* [Description of the task]: I need every line of the material below that includes the string "info".

-----

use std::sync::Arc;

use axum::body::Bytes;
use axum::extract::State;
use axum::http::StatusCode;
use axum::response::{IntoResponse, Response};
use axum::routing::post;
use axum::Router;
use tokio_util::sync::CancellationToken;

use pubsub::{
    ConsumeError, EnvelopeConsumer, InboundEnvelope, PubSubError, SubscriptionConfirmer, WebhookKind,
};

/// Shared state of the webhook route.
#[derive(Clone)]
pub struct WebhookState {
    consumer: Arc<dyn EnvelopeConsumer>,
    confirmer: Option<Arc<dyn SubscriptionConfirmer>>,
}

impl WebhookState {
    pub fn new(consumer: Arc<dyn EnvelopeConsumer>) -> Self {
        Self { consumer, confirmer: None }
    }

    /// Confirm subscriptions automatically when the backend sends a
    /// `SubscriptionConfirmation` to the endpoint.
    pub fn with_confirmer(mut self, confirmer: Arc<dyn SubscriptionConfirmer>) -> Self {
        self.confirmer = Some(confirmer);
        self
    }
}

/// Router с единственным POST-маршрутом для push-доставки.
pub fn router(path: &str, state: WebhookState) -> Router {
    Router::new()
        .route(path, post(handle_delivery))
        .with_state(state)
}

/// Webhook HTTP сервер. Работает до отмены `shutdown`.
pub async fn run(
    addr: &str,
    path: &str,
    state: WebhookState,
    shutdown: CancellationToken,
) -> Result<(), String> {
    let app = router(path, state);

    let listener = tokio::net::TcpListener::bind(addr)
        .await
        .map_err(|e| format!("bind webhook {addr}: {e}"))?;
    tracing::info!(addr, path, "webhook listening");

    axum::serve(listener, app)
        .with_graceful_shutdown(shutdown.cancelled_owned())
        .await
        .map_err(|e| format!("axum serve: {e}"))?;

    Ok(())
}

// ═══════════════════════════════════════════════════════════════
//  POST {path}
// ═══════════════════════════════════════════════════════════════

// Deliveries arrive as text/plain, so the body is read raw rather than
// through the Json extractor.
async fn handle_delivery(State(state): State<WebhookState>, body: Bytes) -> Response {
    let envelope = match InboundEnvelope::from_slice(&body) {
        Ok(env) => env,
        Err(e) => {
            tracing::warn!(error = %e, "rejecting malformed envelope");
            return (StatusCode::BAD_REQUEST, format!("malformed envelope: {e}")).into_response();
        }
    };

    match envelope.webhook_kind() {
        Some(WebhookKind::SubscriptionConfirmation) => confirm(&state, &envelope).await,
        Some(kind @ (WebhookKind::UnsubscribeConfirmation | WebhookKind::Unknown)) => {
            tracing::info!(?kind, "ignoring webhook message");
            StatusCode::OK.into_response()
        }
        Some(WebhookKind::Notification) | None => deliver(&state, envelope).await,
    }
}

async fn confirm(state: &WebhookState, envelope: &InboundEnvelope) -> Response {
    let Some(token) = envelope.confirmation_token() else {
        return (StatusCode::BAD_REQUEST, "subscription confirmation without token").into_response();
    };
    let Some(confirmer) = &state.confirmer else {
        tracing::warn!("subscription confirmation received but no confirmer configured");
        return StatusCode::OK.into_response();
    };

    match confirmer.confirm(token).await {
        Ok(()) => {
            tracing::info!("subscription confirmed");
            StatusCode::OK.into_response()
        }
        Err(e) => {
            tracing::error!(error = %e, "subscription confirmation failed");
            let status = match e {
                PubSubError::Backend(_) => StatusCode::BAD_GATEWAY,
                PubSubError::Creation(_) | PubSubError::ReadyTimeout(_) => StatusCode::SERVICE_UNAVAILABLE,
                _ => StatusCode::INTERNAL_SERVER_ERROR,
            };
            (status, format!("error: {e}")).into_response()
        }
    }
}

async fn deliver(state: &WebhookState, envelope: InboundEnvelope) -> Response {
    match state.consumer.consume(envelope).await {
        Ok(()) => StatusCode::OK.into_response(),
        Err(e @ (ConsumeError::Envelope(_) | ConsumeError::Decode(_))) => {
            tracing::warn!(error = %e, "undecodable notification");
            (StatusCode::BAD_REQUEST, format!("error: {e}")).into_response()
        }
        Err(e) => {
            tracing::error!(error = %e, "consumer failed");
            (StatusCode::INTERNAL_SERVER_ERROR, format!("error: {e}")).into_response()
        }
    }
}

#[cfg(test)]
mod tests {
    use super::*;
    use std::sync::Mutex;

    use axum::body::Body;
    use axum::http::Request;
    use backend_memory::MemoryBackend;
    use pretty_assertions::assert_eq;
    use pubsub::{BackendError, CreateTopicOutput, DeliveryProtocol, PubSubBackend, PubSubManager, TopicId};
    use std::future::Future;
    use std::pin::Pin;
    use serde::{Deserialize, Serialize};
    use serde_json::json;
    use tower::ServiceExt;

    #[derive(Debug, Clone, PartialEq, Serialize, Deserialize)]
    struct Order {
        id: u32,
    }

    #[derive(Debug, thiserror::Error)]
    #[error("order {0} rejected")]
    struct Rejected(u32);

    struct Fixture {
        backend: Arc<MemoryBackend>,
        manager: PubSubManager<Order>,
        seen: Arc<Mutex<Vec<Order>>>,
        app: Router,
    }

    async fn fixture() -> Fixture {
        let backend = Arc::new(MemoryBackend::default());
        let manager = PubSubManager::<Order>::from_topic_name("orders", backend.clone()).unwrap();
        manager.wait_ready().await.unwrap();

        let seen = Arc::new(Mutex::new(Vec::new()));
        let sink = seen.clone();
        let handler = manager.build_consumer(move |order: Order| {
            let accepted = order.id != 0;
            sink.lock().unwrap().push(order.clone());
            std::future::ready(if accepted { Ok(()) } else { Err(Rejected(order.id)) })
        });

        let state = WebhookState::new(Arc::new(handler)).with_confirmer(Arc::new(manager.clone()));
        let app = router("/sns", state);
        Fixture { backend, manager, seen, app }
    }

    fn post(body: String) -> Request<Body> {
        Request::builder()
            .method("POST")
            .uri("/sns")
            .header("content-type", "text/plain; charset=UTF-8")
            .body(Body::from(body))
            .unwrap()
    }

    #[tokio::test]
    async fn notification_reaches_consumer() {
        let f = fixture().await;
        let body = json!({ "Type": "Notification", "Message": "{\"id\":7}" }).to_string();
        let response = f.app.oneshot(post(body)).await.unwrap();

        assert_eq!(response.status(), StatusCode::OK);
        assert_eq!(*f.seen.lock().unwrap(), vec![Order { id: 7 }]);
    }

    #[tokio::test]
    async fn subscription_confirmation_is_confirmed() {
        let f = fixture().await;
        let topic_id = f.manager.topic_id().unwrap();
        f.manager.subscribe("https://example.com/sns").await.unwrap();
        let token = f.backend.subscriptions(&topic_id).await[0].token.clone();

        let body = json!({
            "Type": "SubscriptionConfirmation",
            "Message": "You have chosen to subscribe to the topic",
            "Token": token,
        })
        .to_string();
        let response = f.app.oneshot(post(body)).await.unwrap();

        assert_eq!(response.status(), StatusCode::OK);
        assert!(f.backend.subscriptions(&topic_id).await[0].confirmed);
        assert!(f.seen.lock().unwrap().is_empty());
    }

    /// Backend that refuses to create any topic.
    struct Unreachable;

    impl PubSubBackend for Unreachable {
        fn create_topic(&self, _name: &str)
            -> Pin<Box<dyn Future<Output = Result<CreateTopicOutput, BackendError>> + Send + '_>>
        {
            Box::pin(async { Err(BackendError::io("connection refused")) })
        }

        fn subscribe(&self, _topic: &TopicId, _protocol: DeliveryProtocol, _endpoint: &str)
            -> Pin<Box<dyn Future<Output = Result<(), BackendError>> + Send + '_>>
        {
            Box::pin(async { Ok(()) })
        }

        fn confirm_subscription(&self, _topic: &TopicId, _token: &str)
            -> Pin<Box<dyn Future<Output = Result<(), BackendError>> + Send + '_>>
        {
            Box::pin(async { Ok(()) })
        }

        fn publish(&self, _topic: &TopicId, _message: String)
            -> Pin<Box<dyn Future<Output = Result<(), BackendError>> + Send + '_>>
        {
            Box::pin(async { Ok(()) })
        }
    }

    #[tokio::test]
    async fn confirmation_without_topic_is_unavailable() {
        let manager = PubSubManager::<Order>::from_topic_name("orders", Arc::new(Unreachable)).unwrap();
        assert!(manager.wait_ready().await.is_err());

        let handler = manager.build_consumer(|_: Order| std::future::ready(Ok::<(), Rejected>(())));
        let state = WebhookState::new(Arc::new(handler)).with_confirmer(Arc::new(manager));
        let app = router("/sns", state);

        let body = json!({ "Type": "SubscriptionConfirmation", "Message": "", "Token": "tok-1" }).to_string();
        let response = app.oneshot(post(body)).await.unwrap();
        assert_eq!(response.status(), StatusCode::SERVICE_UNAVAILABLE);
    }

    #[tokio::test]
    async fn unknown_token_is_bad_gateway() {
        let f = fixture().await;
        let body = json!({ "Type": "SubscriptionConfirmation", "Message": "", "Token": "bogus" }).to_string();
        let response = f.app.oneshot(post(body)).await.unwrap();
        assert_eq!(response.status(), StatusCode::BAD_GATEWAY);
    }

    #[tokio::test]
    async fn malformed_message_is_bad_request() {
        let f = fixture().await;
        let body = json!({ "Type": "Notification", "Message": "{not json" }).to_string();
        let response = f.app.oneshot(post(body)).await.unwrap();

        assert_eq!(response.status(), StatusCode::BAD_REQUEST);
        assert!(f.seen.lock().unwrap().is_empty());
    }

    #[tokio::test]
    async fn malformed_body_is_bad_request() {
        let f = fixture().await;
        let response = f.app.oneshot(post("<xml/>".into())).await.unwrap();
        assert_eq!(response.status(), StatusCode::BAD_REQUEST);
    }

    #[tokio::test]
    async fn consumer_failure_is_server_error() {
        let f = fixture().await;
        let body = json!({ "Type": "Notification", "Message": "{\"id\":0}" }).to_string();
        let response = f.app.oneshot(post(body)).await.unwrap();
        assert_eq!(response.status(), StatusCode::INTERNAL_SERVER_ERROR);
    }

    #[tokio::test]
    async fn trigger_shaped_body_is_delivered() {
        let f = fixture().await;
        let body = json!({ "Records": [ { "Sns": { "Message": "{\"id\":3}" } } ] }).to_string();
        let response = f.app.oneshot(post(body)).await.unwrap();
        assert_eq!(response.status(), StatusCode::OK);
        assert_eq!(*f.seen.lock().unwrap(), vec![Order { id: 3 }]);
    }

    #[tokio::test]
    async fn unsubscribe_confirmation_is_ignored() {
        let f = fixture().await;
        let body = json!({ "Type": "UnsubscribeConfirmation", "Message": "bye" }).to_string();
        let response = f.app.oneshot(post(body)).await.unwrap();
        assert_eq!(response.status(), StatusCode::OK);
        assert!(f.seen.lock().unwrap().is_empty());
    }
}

-----

* [Your response]:
    tracing::info!(addr, path, "webhook listening");
            tracing::info!(?kind, "ignoring webhook message");
            tracing::info!("subscription confirmed");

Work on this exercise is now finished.